Notre crois­sance répond à une volon­té d’organiser la sol­i­dar­ité plus large­ment avec ceux qui parta­gent nos con­vic­tions et nos valeurs.
Nous avons ren­for­cé nos posi­tions sur l’ensemble de la fonc­tion publique, avec le référence­ment de 10 min­istères et une nou­velle offre pour les per­son­nels hos­pi­tal­iers, en plus d’une offre pour les agents de la fonc­tion publique ter­ri­to­ri­ale en col­lab­o­ra­tion avec la MNT.
Nous souhaitons ren­forcer notre accom­pa­g­ne­ment des struc­tures de l’Économie Sociale et Sol­idaire avec MGEN Solu­tions. Nous avons d’ailleurs obtenu avec le groupe VYV la label­li­sa­tion CCN Sport.

Quel regard portez-vous sur les contrats collectifs obligatoires ?

L’ANI de 2013 a eu un impact sur la cou­ver­ture des ménages les plus mod­estes et l’accès aux soins. Mais, l’an dernier, l’IRDES éval­u­ait les pertes en ter­mes de bien-être supérieures aux gains, par­ti­c­ulière­ment pour les pop­u­la­tions les plus frag­iles, avec des niveaux de pro­tec­tion par­fois inférieurs. En 2017, ¼ des per­son­nes béné­fi­ciant d’une com­plé­men­taire d’entreprise avait recours à des options ou à une sur­com­plé­men­taire, ajoutant un niveau de com­plex­ité pour les assurés.

L’ANI n’aurait aucun sens dans le pub­lic, l’adhésion étant his­torique­ment indi­vidu­elle pour cor­re­spon­dre au plus proche des besoins et la sol­i­dar­ité exer­cée avec les retraités. Ce qui n’est pas le cas des con­trats col­lec­tifs oblig­a­toires portés par les entre­pris­es privées, entraî­nant une seg­men­ta­tion avec les act­ifs. Enfin, la pro­tec­tion sociale des fonc­tion­naires porte l’héritage de garanties spé­ci­fiques fondées sur un cou­plage san­té et prévoy­ance répon­dant à la spé­ci­ficité du statut des fonctionnaires.

Quel rôle peut jouer la MGEN dans la société de la longévité et la Silver économie ?

La MGEN s’engage dans le bien-vieil­lir, notam­ment par l’innovation tech­nologique et sociale au ser­vice de la médecine et de la préven­tion. Elle a d’ailleurs été labélisée dans le cadre de l’art. 51 de la LFSS 2018 pour porter des expéri­men­ta­tions avec le min­istère de la San­té.

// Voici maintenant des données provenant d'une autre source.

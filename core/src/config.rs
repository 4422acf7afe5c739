//! API endpoint configuration.
//!
//! The base URL and access token are external configuration rather than
//! compiled-in constants. `from_env` follows the usual `VAR` with default
//! fallback pattern; only the token has no default.

use std::fmt;
use std::time::Duration;

use crate::error::ApiError;

/// Default public endpoint of the superhero API.
pub const DEFAULT_BASE_URL: &str = "https://superheroapi.com/api";

pub const BASE_URL_ENV: &str = "HEROIQ_API_BASE_URL";
pub const TOKEN_ENV: &str = "HEROIQ_API_TOKEN";
pub const TIMEOUT_ENV: &str = "HEROIQ_API_TIMEOUT_SECS";

/// Where requests go and which access token is embedded in their path.
#[derive(Clone, PartialEq, Eq)]
pub struct ApiConfig {
    pub base_url: String,
    pub access_token: String,
    /// Transport timeout. `None` keeps the transport's default.
    pub timeout: Option<Duration>,
}

impl ApiConfig {
    pub fn new(base_url: &str, access_token: &str) -> Self {
        Self {
            base_url: base_url.trim_end_matches('/').to_string(),
            access_token: access_token.to_string(),
            timeout: None,
        }
    }

    pub fn with_timeout(mut self, timeout: Duration) -> Self {
        self.timeout = Some(timeout);
        self
    }

    /// Load configuration from `HEROIQ_API_BASE_URL`, `HEROIQ_API_TOKEN` and
    /// `HEROIQ_API_TIMEOUT_SECS`.
    pub fn from_env() -> Result<Self, ApiError> {
        Self::from_lookup(|key| std::env::var(key).ok())
    }

    fn from_lookup(lookup: impl Fn(&str) -> Option<String>) -> Result<Self, ApiError> {
        let base_url = lookup(BASE_URL_ENV).unwrap_or_else(|| DEFAULT_BASE_URL.to_string());
        let token = lookup(TOKEN_ENV)
            .filter(|t| !t.trim().is_empty())
            .ok_or_else(|| ApiError::Config(format!("{TOKEN_ENV} is not set")))?;

        let mut config = Self::new(&base_url, token.trim());
        if let Some(raw) = lookup(TIMEOUT_ENV) {
            let secs: u64 = raw
                .trim()
                .parse()
                .map_err(|_| ApiError::Config(format!("{TIMEOUT_ENV} must be whole seconds, got {raw:?}")))?;
            config = config.with_timeout(Duration::from_secs(secs));
        }
        Ok(config)
    }
}

impl fmt::Debug for ApiConfig {
    fn fmt(&self, f: &mut fmt::Formatter<'_>) -> fmt::Result {
        f.debug_struct("ApiConfig")
            .field("base_url", &self.base_url)
            .field("access_token", &"<redacted>")
            .field("timeout", &self.timeout)
            .finish()
    }
}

Mais c’est davan­tage sur la dépen­dance que se braque­nt les regards aujourd’hui, un marché encore restreint avec des offres sou­vent complexes.

Nous pro­posons une garantie dépen­dance en inclu­sion dans le pro­longe­ment de notre sol­i­dar­ité intergénéra­tionnelle, com­plétée par une impor­tante poli­tique d’accompagnements et d’action sociale pour assur­er le main­tien à domi­cile et en société le plus longtemps pos­si­ble, et un sou­tien aux aidants.

La ges­tion d’établissements sus­cite l’intérêt de groupes com­mer­ci­aux, qui pos­sè­dent déjà près d’un tiers des EHPAD. L’obligation de rentabil­ité est cepen­dant un risque pour la qual­ité de ser­vice, et les poli­tiques tar­i­faires peu­vent par­fois rejeter des pop­u­la­tions déjà frag­ilisées et vic­times de la sat­u­ra­tion des étab­lisse­ments publics.

À tra­vers les 10 EPHAD que nous gérons, au sein de VYV Care, notre pri­or­ité est de préserv­er les qual­ités humaines de traite­ment des rési­dents. C’est l’un des défis majeurs du mutu­al­isme : face aux logiques de marché, nous voulons préserv­er la sol­i­dar­ité et la dimen­sion humaine.